Find every line below with the word "Some" in it, and copy each one.

START Extracted records

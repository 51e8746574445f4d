use tracing::trace;

/// Installs the ring provider used by the kube TLS stack. Safe to call more than once.
pub fn init_crypto() {
    if rustls::crypto::ring::default_provider()
        .install_default()
        .is_err()
    {
        trace!("rustls crypto provider already installed");
    }
}
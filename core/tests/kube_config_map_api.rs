//! Exercises the kube-backed API against a mock API server.

mod common;

use assertables::{assert_err, assert_ok};
use common::{data, init_test_env, labels};
use kube::{Client, Config};
use parcel_core::kubernetes::config_maps::{ConfigMapError, ConfigMaps};
use parcel_core::kubernetes::errors::{ClusterError, ClusterErrorExt};
use parcel_core::kubernetes::labels::Labels;
use parcel_core::options::Options;
use serde_json::{Value, json};
use std::sync::Arc;
use test_log::test;
use wiremock::matchers::{body_partial_json, method, path, query_param, query_param_is_missing};
use wiremock::{Mock, MockServer, ResponseTemplate};

const COLLECTION_PATH: &str = "/api/v1/namespaces/demo/configmaps";
const OBJECT_PATH: &str = "/api/v1/namespaces/demo/configmaps/cfg1";

fn config_maps_for(server: &MockServer) -> ConfigMaps {
    init_test_env();
    let uri: http::Uri = server.uri().parse().unwrap();
    let client = Client::try_from(Config::new(uri)).unwrap();
    ConfigMaps::for_client(client, Arc::new(Options::default()))
}

fn status(code: u16, reason: &str, message: &str) -> ResponseTemplate {
    ResponseTemplate::new(code).set_body_json(json!({
        "kind": "Status",
        "apiVersion": "v1",
        "metadata": {},
        "status": "Failure",
        "message": message,
        "reason": reason,
        "code": code,
    }))
}

fn config_map_json(name: &str, labels: Value) -> Value {
    json!({
        "apiVersion": "v1",
        "kind": "ConfigMap",
        "metadata": {
            "name": name,
            "namespace": "demo",
            "labels": labels,
        },
        "binaryData": { "k": "AQID" },
    })
}

#[test(tokio::test)]
async fn test_create_posts_labelled_config_map() {
    let server = MockServer::start().await;
    let expected = config_map_json(
        "cfg1",
        json!({ "app": "x", "app.kubernetes.io/managed-by": "parcel" }),
    );

    Mock::given(method("POST"))
        .and(path(COLLECTION_PATH))
        .and(body_partial_json(expected.clone()))
        .respond_with(ResponseTemplate::new(201).set_body_json(expected))
        .expect(1)
        .mount(&server)
        .await;

    let created = assert_ok!(
        config_maps_for(&server)
            .create(
                "demo",
                "cfg1",
                &labels(&[("app", "x")]),
                data(vec![("k", vec![1, 2, 3])])
            )
            .await
    );

    assert_eq!(created.metadata.name.as_deref(), Some("cfg1"));
    assert_eq!(
        created.binary_data.unwrap_or_default().get("k").map(|b| b.0.clone()),
        Some(vec![1, 2, 3])
    );
}

#[test(tokio::test)]
async fn test_create_conflict_is_already_exists() {
    let server = MockServer::start().await;

    Mock::given(method("POST"))
        .and(path(COLLECTION_PATH))
        .respond_with(status(
            409,
            "AlreadyExists",
            "configmaps \"cfg1\" already exists",
        ))
        .mount(&server)
        .await;

    let err = assert_err!(
        config_maps_for(&server)
            .create("demo", "cfg1", &Labels::new(), Default::default())
            .await
    );

    assert!(err.is_already_exists());
}

#[test(tokio::test)]
async fn test_delete_issues_delete_request() {
    let server = MockServer::start().await;

    Mock::given(method("DELETE"))
        .and(path(OBJECT_PATH))
        .respond_with(ResponseTemplate::new(200).set_body_json(config_map_json("cfg1", json!({}))))
        .expect(1)
        .mount(&server)
        .await;

    assert_ok!(config_maps_for(&server).delete("demo", "cfg1").await);
}

#[test(tokio::test)]
async fn test_delete_not_found_is_success() {
    let server = MockServer::start().await;

    Mock::given(method("DELETE"))
        .and(path(OBJECT_PATH))
        .respond_with(status(404, "NotFound", "configmaps \"cfg1\" not found"))
        .expect(1)
        .mount(&server)
        .await;

    assert_ok!(config_maps_for(&server).delete("demo", "cfg1").await);
}

#[test(tokio::test)]
async fn test_delete_forbidden_is_reported() {
    let server = MockServer::start().await;

    Mock::given(method("DELETE"))
        .and(path(OBJECT_PATH))
        .respond_with(status(
            403,
            "Forbidden",
            "configmaps \"cfg1\" is forbidden",
        ))
        .mount(&server)
        .await;

    let err = assert_err!(config_maps_for(&server).delete("demo", "cfg1").await);

    assert!(matches!(
        err,
        ConfigMapError::Delete {
            source: ClusterError::Forbidden(_),
            ..
        }
    ));
}

#[test(tokio::test)]
async fn test_replace_deletes_then_posts() {
    let server = MockServer::start().await;
    let expected = config_map_json(
        "cfg1",
        json!({ "app.kubernetes.io/managed-by": "parcel" }),
    );

    Mock::given(method("DELETE"))
        .and(path(OBJECT_PATH))
        .respond_with(status(404, "NotFound", "configmaps \"cfg1\" not found"))
        .expect(1)
        .mount(&server)
        .await;
    Mock::given(method("POST"))
        .and(path(COLLECTION_PATH))
        .respond_with(ResponseTemplate::new(201).set_body_json(expected))
        .expect(1)
        .mount(&server)
        .await;

    assert_ok!(
        config_maps_for(&server)
            .replace(
                "demo",
                "cfg1",
                &Labels::new(),
                data(vec![("k", vec![1, 2, 3])])
            )
            .await
    );
}

#[test(tokio::test)]
async fn test_delete_by_label_sends_label_selector() {
    let server = MockServer::start().await;

    Mock::given(method("DELETE"))
        .and(path(COLLECTION_PATH))
        .and(query_param("labelSelector", "app=x,tier=web"))
        .respond_with(ResponseTemplate::new(200).set_body_json(json!({
            "apiVersion": "v1",
            "kind": "ConfigMapList",
            "metadata": { "resourceVersion": "42" },
            "items": [],
        })))
        .expect(1)
        .mount(&server)
        .await;

    assert_ok!(
        config_maps_for(&server)
            .delete_by_label("demo", &labels(&[("app", "x"), ("tier", "web")]))
            .await
    );
}

#[test(tokio::test)]
async fn test_delete_by_label_without_labels_sends_unfiltered_collection_delete() {
    let server = MockServer::start().await;

    Mock::given(method("DELETE"))
        .and(path(COLLECTION_PATH))
        .and(query_param_is_missing("labelSelector"))
        .respond_with(ResponseTemplate::new(200).set_body_json(json!({
            "apiVersion": "v1",
            "kind": "ConfigMapList",
            "metadata": { "resourceVersion": "43" },
            "items": [],
        })))
        .expect(1)
        .mount(&server)
        .await;

    assert_ok!(
        config_maps_for(&server)
            .delete_by_label("demo", &Labels::new())
            .await
    );
}

#[test(tokio::test)]
async fn test_get_missing_config_map_is_none() {
    let server = MockServer::start().await;

    Mock::given(method("GET"))
        .and(path(OBJECT_PATH))
        .respond_with(status(404, "NotFound", "configmaps \"cfg1\" not found"))
        .mount(&server)
        .await;

    let found = assert_ok!(config_maps_for(&server).get("demo", "cfg1").await);
    assert!(found.is_none());
}

#[test(tokio::test)]
async fn test_list_by_label_returns_items() {
    let server = MockServer::start().await;

    Mock::given(method("GET"))
        .and(path(COLLECTION_PATH))
        .and(query_param("labelSelector", "app=x"))
        .respond_with(ResponseTemplate::new(200).set_body_json(json!({
            "apiVersion": "v1",
            "kind": "ConfigMapList",
            "metadata": { "resourceVersion": "42" },
            "items": [config_map_json("cfg1", json!({ "app": "x" }))],
        })))
        .expect(1)
        .mount(&server)
        .await;

    let listed = assert_ok!(
        config_maps_for(&server)
            .list_by_label("demo", &labels(&[("app", "x")]))
            .await
    );

    assert_eq!(listed.len(), 1);
    assert_eq!(listed[0].metadata.name.as_deref(), Some("cfg1"));
}
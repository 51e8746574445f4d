use tabled::{
    Table,
    settings::{
        Alignment, Modify, Style,
        format::Format,
        object::{Columns, Rows},
    },
};

/// Table styling shared by every command that prints rows.
pub struct TableTheme;

impl TableTheme {
    /// Rounded borders, upper-cased headers and left-aligned cells, kubectl style.
    pub fn apply_default(mut table: Table) -> Table {
        table
            .with(Style::rounded())
            .with(Modify::new(Rows::first()).with(Format::content(|s| s.to_uppercase())))
            .with(Modify::new(Columns::new(..)).with(Alignment::left()));
        table
    }

    /// Placeholder row shown in place of an empty table.
    pub fn empty_message(namespace: &str) -> String {
        format!("No ConfigMaps found in namespace {namespace}")
    }
}
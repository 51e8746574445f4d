use anyhow::{Context, Result, bail};
use parcel_core::kubernetes::config_maps::ConfigMaps;
use parcel_core::kubernetes::labels::LabelSelector;

use crate::cli::Cli;

pub async fn handle_delete_command(config_maps: &ConfigMaps, name: &str, cli: &Cli) -> Result<()> {
    config_maps
        .delete(&cli.namespace, name)
        .await
        .with_context(|| format!("Could not delete configmap/{name}"))?;

    println!("configmap/{name} deleted");
    Ok(())
}

pub async fn handle_delete_by_label_command(
    config_maps: &ConfigMaps,
    selector: &LabelSelector,
    cli: &Cli,
) -> Result<()> {
    require_labels(selector)?;

    config_maps
        .delete_by_label(&cli.namespace, selector.labels())
        .await
        .with_context(|| format!("Could not delete configmaps matching {selector}"))?;

    println!("configmaps matching {selector} deleted from {}", cli.namespace);
    Ok(())
}

/// An empty selector would wipe the whole namespace, which the command line never does.
fn require_labels(selector: &LabelSelector) -> Result<()> {
    if selector.is_empty() {
        bail!("delete-by-label needs at least one label, e.g. -l app=x");
    }
    Ok(())
}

END Extracted records

◆ **Response area**:
    assert_eq!(created.metadata.name.as_deref(), Some("cfg1"));
        Some(vec![1, 2, 3])
    assert_eq!(listed[0].metadata.name.as_deref(), Some("cfg1"));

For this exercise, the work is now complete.